Datadog introduced three new AI agents that perform interactive investigations and asynchronous code fixes for development, security and operations teams.

The launch of the Bits AI SRE, Bits AI Dev Agent and Bits AI Security Analyst agents, alongside the new Proactive App Recommendations and APM Investigator capabilities, marks the continued evolution of Bits AI, Datadog’s generative AI assistant that helps engineers resolve application issues in real time.

Datadog’s new domain-specific AI agents, unveiled at DASH, are each trained to be experts in incident response, product development and security. The agents are built on a flexible system of shared tasks—core capabilities such as querying data, analyzing anomalies or scaling infrastructure that can be reused across agents. The architecture allows Datadog to build and deploy new agents quickly while maintaining a consistent and powerful user experience. This is combined with expansive, high-quality observability data, enabling Datadog’s AI capabilities to operate with context and precision, and deliver insights and actions to eliminate risk.

“Datadog is uniquely positioned to deliver value with AI as a platform that has a wealth of clean, rich data—we process trillions of data points and are embedded in our customers’ critical engineering, developer and security workflows,” said Yanbing Li, Chief Product Officer at Datadog. “With these advancements in AI reasoning and multi-modality, we’ve gone beyond helping organizations understand their availability, security, performance and reliability. We now enable human-in-the-middle workflows by guiding customers on what to look for and where to start looking, and augment their ability to take action.”

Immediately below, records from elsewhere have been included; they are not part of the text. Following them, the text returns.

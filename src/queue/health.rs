//! Worker self-monitoring: memory pressure, runtime ceiling and periodic
//! health reports.

use std::fmt;
use std::sync::Mutex;
use std::time::{Duration, Instant};

use sysinfo::{Pid, ProcessRefreshKind, ProcessesToUpdate, RefreshKind, System};
use tracing::info;

use super::config::WorkerConfig;
use crate::metrics::MetricsCollector;

/// Reports the worker's current memory use.
pub trait MemoryProbe: Send + Sync {
    /// Resident memory in bytes.
    fn used_bytes(&self) -> u64;
}

/// Resident memory of the current process, via `sysinfo`.
pub struct SysinfoProbe {
    pid: Pid,
    system: Mutex<System>,
}

impl SysinfoProbe {
    pub fn new() -> Self {
        let pid = Pid::from_u32(std::process::id());
        let system = System::new_with_specifics(
            RefreshKind::new().with_processes(ProcessRefreshKind::new().with_memory()),
        );
        Self {
            pid,
            system: Mutex::new(system),
        }
    }
}

impl Default for SysinfoProbe {
    fn default() -> Self {
        Self::new()
    }
}

impl MemoryProbe for SysinfoProbe {
    fn used_bytes(&self) -> u64 {
        let mut system = self
            .system
            .lock()
            .unwrap_or_else(|poisoned| poisoned.into_inner());
        system.refresh_processes_specifics(
            ProcessesToUpdate::Some(&[self.pid]),
            true,
            ProcessRefreshKind::new().with_memory(),
        );
        system.process(self.pid).map(|p| p.memory()).unwrap_or(0)
    }
}

/// The limit that made the worker stop.
#[derive(Debug, Clone, Copy, PartialEq)]
pub enum HealthLimit {
    Memory { used: u64, limit: u64 },
    Runtime { elapsed: Duration, limit: Duration },
}

impl fmt::Display for HealthLimit {
    fn fmt(&self, f: &mut fmt::Formatter<'_>) -> fmt::Result {
        match self {
            HealthLimit::Memory { used, limit } => {
                write!(f, "memory {} of {} bytes", used, limit)
            }
            HealthLimit::Runtime { elapsed, limit } => {
                write!(f, "runtime {:?} over {:?}", elapsed, limit)
            }
        }
    }
}

/// Snapshot logged on every health report.
#[derive(Debug, Clone, Copy)]
pub struct HealthReport {
    pub memory_bytes: u64,
    pub memory_ratio: f64,
    pub uptime: Duration,
    pub processed: u64,
    pub failed: u64,
}

/// Tracks the worker's resource use against its configured ceilings.
pub struct HealthMonitor {
    started: Instant,
    last_report: Instant,
    report_interval: Duration,
    memory_limit: u64,
    memory_threshold: f64,
    maintenance_threshold: f64,
    max_runtime: Duration,
    probe: Box<dyn MemoryProbe>,
    metrics: MetricsCollector,
}

impl HealthMonitor {
    pub fn new(config: &WorkerConfig) -> Self {
        Self::with_probe(config, Box::new(SysinfoProbe::new()))
    }

    pub fn with_probe(config: &WorkerConfig, probe: Box<dyn MemoryProbe>) -> Self {
        let now = Instant::now();
        Self {
            started: now,
            last_report: now,
            report_interval: config.report_interval,
            memory_limit: config.memory_limit_bytes(),
            memory_threshold: config.memory_threshold,
            maintenance_threshold: config.maintenance_threshold,
            max_runtime: config.max_runtime,
            probe,
            metrics: MetricsCollector::new(),
        }
    }

    pub fn uptime(&self) -> Duration {
        self.started.elapsed()
    }

    pub fn memory_used(&self) -> u64 {
        self.probe.used_bytes()
    }

    /// Used memory as a fraction of the ceiling.
    pub fn memory_ratio(&self) -> f64 {
        if self.memory_limit == 0 {
            return 0.0;
        }
        self.memory_used() as f64 / self.memory_limit as f64
    }

    /// The limit the worker has crossed, if any.
    pub fn should_quit_due_to_health(&self) -> Option<HealthLimit> {
        let used = self.memory_used();
        if self.memory_limit > 0 && used as f64 > self.memory_threshold * self.memory_limit as f64
        {
            return Some(HealthLimit::Memory {
                used,
                limit: self.memory_limit,
            });
        }

        let elapsed = self.uptime();
        if elapsed > self.max_runtime {
            return Some(HealthLimit::Runtime {
                elapsed,
                limit: self.max_runtime,
            });
        }

        None
    }

    /// Whether memory pressure warrants dropping caches.
    pub fn needs_maintenance(&self) -> bool {
        self.memory_ratio() > self.maintenance_threshold
    }

    /// Logs and records a health report once per interval.
    pub fn maybe_report(&mut self, processed: u64, failed: u64) -> Option<HealthReport> {
        if self.last_report.elapsed() < self.report_interval {
            return None;
        }
        self.last_report = Instant::now();
        Some(self.report(processed, failed))
    }

    /// Logs and records a health report now.
    pub fn report(&self, processed: u64, failed: u64) -> HealthReport {
        let memory_bytes = self.memory_used();
        let report = HealthReport {
            memory_bytes,
            memory_ratio: if self.memory_limit == 0 {
                0.0
            } else {
                memory_bytes as f64 / self.memory_limit as f64
            },
            uptime: self.uptime(),
            processed,
            failed,
        };

        self.metrics
            .record_worker_health(report.memory_bytes, report.uptime);
        info!(
            memory_bytes = report.memory_bytes,
            memory_ratio = report.memory_ratio,
            uptime_secs = report.uptime.as_secs(),
            processed = report.processed,
            failed = report.failed,
            "Worker health"
        );

        report
    }
}

impl fmt::Debug for HealthMonitor {
    fn fmt(&self, f: &mut fmt::Formatter<'_>) -> fmt::Result {
        f.debug_struct("HealthMonitor")
            .field("uptime", &self.uptime())
            .field("memory_limit", &self.memory_limit)
            .field("max_runtime", &self.max_runtime)
            .finish()
    }
}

The new AI agents announced at DASH are:

  • Bits AI SRE, a 24x7 on-call responder that is now in Limited Availability. For all alerts, Bits AI SRE performs early triage using telemetry and service context to surface initial investigation findings all before responders log in. It assigns appropriate owners, aligns all parties with real-time incident summaries and status updates, and proactively suggests next steps. It also generates a first draft of the incident post-mortem to save responders time.
  • Bits AI Dev Agent, now in Preview, which detects issues, generates code fixes, and opens pull requests tailored to organizations’ technology stack to allow users to quickly review and merge changes directly within their SCM. As a result, engineers don’t just have software that surfaces errors—they have an AI teammate that helps fix the issue and improve productivity for human resources.
  • Bits AI Security Analyst, which autonomously triages Cloud SIEM (security information and event management) signals, conducts in-depth investigations of potential threats and delivers reasoned resolution recommendations without human prompting. Bits AI Security Analyst, now in Preview, automates investigations and reduces response times, fundamentally transforming how organizations process security signals.

Additional Applied AI capabilities in preview include:

  • Proactive App Recommendations, which continuously analyzes telemetry Datadog already collects to suggest high-impact fixes and the next best action. Whether it’s optimizing a slow query, addressing inefficient code paths or catching recurring exceptions, APM Recommendations shows developers exactly where to improve performance, reduce errors and cut down resource usage—all before users are affected.
  • APM Investigator, to help engineers troubleshoot and resolve latency spikes faster. It automates a previously manual process by identifying bottlenecks, scoping impact, highlighting patterns across slow traces, suggesting likely causes and proposing a fix.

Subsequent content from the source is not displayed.